## Source material

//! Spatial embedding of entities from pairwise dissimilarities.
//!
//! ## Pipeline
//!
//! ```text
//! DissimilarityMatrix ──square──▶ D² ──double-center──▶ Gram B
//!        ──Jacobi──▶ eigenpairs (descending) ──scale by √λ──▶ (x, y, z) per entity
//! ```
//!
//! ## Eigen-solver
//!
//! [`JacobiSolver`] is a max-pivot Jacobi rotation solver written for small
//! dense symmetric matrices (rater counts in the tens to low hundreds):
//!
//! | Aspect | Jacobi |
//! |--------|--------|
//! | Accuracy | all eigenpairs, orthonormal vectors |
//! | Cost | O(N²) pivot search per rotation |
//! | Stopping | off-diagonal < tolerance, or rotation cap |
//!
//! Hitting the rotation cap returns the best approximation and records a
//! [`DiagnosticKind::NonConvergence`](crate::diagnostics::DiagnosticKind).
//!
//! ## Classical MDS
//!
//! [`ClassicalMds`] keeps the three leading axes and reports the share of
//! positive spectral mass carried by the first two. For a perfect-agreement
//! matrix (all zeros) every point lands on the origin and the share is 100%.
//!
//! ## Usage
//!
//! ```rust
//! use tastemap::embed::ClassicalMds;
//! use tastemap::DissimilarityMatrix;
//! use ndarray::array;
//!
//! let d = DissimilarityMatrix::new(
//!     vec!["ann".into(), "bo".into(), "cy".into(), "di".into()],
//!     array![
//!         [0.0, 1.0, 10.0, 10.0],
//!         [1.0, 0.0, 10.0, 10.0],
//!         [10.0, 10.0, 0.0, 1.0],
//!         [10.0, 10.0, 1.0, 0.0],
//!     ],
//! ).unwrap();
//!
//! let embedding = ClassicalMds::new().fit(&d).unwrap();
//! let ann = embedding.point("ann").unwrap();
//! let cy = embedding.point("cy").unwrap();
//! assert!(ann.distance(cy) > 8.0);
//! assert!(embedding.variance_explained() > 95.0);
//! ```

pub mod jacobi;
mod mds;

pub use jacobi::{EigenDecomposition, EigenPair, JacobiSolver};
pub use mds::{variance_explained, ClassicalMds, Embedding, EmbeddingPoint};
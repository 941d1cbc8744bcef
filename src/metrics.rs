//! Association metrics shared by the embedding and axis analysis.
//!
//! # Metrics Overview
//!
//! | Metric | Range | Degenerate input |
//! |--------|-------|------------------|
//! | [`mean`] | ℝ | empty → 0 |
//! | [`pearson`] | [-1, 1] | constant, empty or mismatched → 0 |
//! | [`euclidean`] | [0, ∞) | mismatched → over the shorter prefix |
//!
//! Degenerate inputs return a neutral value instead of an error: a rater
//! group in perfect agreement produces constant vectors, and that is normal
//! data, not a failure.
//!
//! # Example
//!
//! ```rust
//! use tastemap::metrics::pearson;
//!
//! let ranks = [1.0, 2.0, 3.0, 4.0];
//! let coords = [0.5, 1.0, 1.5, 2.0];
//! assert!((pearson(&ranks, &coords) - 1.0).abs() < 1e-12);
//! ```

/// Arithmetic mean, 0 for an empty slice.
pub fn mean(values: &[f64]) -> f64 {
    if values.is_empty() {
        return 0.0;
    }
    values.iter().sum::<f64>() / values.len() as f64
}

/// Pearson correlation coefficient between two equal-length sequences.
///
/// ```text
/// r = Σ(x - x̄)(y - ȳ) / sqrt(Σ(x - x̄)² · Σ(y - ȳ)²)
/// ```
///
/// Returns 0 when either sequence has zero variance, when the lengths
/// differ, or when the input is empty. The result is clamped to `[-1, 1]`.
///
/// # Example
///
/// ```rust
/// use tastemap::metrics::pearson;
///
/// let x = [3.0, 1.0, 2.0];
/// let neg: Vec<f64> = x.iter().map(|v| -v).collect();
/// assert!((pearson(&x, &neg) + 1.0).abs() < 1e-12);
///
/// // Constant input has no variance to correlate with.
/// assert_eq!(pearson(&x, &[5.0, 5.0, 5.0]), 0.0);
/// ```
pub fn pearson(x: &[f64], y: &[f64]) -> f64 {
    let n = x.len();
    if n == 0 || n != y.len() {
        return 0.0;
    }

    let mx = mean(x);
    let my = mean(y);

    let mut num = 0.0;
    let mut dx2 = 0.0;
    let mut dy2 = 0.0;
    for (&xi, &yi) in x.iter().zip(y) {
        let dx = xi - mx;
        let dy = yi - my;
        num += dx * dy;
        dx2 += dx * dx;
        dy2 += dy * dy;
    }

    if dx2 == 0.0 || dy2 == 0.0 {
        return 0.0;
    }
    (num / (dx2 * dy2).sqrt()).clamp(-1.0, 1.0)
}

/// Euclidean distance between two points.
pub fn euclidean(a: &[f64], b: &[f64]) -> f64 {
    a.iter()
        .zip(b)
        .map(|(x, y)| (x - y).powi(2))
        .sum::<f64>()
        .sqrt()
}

## What is needed
An exact copy of every entry above is the expected answer.

## Your solution
//! Spatial embedding of entities from pairwise dissimilarities.
//!
//! ## Pipeline
//!
//! ```text
//! DissimilarityMatrix ──square──▶ D² ──double-center──▶ Gram B
//!        ──Jacobi──▶ eigenpairs (descending) ──scale by √λ──▶ (x, y, z) per entity
//! ```
//!
//! ## Eigen-solver
//!
//! [`JacobiSolver`] is a max-pivot Jacobi rotation solver written for small
//! dense symmetric matrices (rater counts in the tens to low hundreds):
//!
//! | Aspect | Jacobi |
//! |--------|--------|
//! | Accuracy | all eigenpairs, orthonormal vectors |
//! | Cost | O(N²) pivot search per rotation |
//! | Stopping | off-diagonal < tolerance, or rotation cap |
//!
//! Hitting the rotation cap returns the best approximation and records a
//! [`DiagnosticKind::NonConvergence`](crate::diagnostics::DiagnosticKind).
//!
//! ## Classical MDS
//!
//! [`ClassicalMds`] keeps the three leading axes and reports the share of
//! positive spectral mass carried by the first two. For a perfect-agreement
//! matrix (all zeros) every point lands on the origin and the share is 100%.
//!
//! ## Usage
//!
//! ```rust
//! use tastemap::embed::ClassicalMds;
//! use tastemap::DissimilarityMatrix;
//! use ndarray::array;
//!
//! let d = DissimilarityMatrix::new(
//!     vec!["ann".into(), "bo".into(), "cy".into(), "di".into()],
//!     array![
//!         [0.0, 1.0, 10.0, 10.0],
//!         [1.0, 0.0, 10.0, 10.0],
//!         [10.0, 10.0, 0.0, 1.0],
//!         [10.0, 10.0, 1.0, 0.0],
//!     ],
//! ).unwrap();
//!
//! let embedding = ClassicalMds::new().fit(&d).unwrap();
//! let ann = embedding.point("ann").unwrap();
//! let cy = embedding.point("cy").unwrap();
//! assert!(ann.distance(cy) > 8.0);
//! assert!(embedding.variance_explained() > 95.0);
//! ```

pub mod jacobi;
mod mds;

pub use jacobi::{EigenDecomposition, EigenPair, JacobiSolver};
pub use mds::{variance_explained, ClassicalMds, Embedding, EmbeddingPoint};
repository 941d1cbc8744bcef
filename src/metrics.rs
//! Association metrics shared by the embedding and axis analysis.
//!
//! # Metrics Overview
//!
//! | Metric | Range | Degenerate input |
//! |--------|-------|------------------|
//! | [`mean`] | ℝ | empty → 0 |
//! | [`pearson`] | [-1, 1] | constant, empty or mismatched → 0 |
//! | [`euclidean`] | [0, ∞) | mismatched → over the shorter prefix |
//!
//! Degenerate inputs return a neutral value instead of an error: a rater
//! group in perfect agreement produces constant vectors, and that is normal
//! data, not a failure.
//!
//! # Example
//!
//! ```rust
//! use tastemap::metrics::pearson;
//!
//! let ranks = [1.0, 2.0, 3.0, 4.0];
//! let coords = [0.5, 1.0, 1.5, 2.0];
//! assert!((pearson(&ranks, &coords) - 1.0).abs() < 1e-12);
//! ```

/// Arithmetic mean, 0 for an empty slice.
pub fn mean(values: &[f64]) -> f64 {
    if values.is_empty() {
        return 0.0;
    }
    values.iter().sum::<f64>() / values.len() as f64
}

/// Pearson correlation coefficient between two equal-length sequences.
///
/// ```text
/// r = Σ(x - x̄)(y - ȳ) / sqrt(Σ(x - x̄)² · Σ(y - ȳ)²)
/// ```
///
/// Returns 0 when either sequence has zero variance, when the lengths
/// differ, or when the input is empty. The result is clamped to `[-1, 1]`.
///
/// # Example
///
/// ```rust
/// use tastemap::metrics::pearson;
///
/// let x = [3.0, 1.0, 2.0];
/// let neg: Vec<f64> = x.iter().map(|v| -v).collect();
/// assert!((pearson(&x, &neg) + 1.0).abs() < 1e-12);
///
/// // Constant input has no variance to correlate with.
/// assert_eq!(pearson(&x, &[5.0, 5.0, 5.0]), 0.0);
/// ```
pub fn pearson(x: &[f64], y: &[f64]) -> f64 {
    let n = x.len();
    if n == 0 || n != y.len() {
        return 0.0;
    }

    let mx = mean(x);
    let my = mean(y);

    let mut num = 0.0;
    let mut dx2 = 0.0;
    let mut dy2 = 0.0;
    for (&xi, &yi) in x.iter().zip(y) {
        let dx = xi - mx;
        let dy = yi - my;
        num += dx * dy;
        dx2 += dx * dx;
        dy2 += dy * dy;
    }

    if dx2 == 0.0 || dy2 == 0.0 {
        return 0.0;
    }
    (num / (dx2 * dy2).sqrt()).clamp(-1.0, 1.0)
}

/// Euclidean distance between two points.
pub fn euclidean(a: &[f64], b: &[f64]) -> f64 {
    a.iter()
        .zip(b)
        .map(|(x, y)| (x - y).powi(2))
        .sum::<f64>()
        .sqrt()
}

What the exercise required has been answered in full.